▸ **Records for the exercise**:
+ + +

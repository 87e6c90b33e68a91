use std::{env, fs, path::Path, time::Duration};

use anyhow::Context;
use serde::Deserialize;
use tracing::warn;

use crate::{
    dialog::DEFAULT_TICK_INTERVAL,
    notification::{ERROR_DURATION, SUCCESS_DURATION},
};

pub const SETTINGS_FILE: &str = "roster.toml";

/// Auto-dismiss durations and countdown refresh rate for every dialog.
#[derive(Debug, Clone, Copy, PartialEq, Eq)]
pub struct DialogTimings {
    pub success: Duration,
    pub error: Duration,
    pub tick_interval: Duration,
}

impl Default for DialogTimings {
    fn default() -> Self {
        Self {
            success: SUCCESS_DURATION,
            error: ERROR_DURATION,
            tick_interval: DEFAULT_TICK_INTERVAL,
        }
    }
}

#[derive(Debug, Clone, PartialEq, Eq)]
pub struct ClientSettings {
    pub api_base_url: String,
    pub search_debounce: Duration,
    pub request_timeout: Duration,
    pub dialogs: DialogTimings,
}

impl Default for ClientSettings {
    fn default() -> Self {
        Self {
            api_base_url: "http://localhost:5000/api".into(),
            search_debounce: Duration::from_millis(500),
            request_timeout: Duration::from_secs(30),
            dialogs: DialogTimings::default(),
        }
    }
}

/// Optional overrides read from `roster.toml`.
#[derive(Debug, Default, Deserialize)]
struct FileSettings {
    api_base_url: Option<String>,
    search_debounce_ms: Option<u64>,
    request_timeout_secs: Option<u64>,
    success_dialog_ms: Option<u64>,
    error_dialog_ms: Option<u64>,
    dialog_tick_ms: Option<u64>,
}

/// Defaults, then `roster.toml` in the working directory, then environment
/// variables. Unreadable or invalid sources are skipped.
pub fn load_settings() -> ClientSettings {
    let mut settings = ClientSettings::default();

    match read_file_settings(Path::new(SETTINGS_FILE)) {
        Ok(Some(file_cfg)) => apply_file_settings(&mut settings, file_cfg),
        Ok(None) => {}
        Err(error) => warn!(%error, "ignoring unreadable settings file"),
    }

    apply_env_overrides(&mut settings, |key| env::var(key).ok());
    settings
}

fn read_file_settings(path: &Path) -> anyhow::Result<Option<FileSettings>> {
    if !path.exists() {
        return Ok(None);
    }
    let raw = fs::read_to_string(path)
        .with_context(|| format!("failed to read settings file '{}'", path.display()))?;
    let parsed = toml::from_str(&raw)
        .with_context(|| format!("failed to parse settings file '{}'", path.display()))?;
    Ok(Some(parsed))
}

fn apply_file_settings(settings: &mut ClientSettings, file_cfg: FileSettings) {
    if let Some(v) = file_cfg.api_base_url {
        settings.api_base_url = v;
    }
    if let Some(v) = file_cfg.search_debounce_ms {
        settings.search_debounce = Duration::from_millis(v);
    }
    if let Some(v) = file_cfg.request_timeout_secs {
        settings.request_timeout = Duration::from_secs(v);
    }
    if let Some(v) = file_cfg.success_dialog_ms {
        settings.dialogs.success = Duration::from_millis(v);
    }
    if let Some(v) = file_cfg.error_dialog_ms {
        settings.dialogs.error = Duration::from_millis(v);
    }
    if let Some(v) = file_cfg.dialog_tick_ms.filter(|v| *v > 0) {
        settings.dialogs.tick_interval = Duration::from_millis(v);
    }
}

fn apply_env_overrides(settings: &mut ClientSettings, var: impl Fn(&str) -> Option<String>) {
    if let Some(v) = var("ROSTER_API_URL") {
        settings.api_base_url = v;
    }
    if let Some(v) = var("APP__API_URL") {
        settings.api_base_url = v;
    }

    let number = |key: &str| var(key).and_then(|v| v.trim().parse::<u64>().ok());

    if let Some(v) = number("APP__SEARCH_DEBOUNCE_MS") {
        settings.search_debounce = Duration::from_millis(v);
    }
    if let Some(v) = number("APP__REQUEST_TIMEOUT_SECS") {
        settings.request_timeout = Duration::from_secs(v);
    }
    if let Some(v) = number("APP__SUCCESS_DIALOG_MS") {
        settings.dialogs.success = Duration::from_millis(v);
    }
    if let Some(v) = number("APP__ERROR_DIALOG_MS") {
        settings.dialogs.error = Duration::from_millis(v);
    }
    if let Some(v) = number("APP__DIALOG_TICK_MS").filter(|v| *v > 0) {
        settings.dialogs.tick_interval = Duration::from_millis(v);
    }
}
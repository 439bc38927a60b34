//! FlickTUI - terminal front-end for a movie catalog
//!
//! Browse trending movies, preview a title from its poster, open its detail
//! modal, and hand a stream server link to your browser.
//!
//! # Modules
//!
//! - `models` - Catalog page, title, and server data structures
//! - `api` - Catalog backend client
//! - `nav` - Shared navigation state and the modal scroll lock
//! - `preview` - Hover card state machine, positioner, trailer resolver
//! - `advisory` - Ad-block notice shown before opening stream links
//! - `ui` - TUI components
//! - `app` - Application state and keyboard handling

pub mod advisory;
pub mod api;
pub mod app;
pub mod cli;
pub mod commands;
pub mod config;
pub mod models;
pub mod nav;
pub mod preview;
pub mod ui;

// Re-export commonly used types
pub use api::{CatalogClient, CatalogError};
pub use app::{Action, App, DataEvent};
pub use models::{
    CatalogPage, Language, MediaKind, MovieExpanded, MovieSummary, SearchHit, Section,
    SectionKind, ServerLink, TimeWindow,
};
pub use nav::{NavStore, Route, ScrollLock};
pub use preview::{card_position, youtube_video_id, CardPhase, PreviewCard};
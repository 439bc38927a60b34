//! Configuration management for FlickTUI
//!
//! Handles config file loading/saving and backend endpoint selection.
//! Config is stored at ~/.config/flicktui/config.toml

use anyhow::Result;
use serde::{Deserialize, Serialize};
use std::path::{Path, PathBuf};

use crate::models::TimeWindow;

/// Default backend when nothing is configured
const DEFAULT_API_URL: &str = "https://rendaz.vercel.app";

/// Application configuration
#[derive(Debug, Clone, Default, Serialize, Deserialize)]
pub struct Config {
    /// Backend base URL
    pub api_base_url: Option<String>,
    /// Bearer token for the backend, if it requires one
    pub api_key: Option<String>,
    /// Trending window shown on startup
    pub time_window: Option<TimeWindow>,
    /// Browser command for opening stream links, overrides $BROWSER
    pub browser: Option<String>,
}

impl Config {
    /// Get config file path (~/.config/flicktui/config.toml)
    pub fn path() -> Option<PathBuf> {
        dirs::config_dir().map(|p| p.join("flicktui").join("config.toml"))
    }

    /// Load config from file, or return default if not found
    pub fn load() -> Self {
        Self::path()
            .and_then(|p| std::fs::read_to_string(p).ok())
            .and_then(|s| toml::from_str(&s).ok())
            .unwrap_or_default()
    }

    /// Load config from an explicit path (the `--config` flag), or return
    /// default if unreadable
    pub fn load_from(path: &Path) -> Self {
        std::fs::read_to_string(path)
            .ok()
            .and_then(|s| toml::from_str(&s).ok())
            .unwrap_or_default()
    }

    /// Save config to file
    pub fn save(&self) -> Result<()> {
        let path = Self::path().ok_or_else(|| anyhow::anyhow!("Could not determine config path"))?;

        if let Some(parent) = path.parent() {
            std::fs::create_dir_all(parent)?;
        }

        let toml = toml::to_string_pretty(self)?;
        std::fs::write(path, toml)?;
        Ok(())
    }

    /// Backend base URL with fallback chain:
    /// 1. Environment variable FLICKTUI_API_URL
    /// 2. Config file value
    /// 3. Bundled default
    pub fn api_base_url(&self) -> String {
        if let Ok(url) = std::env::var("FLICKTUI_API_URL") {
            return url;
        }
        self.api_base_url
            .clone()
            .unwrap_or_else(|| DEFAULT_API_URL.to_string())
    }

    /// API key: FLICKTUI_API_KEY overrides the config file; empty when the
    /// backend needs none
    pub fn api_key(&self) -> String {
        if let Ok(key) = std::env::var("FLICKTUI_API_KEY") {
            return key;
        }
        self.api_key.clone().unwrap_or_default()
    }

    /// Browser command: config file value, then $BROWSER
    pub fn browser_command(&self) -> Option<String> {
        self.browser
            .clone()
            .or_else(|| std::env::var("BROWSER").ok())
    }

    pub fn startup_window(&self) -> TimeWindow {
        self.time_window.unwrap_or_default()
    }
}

+ + +

▸ **What is required**: For the string "opening", show each line of the listing where it appears.

▸ **Exercise result**:
//! - `advisory` - Ad-block notice shown before opening stream links
    /// Browser command for opening stream links, overrides $BROWSER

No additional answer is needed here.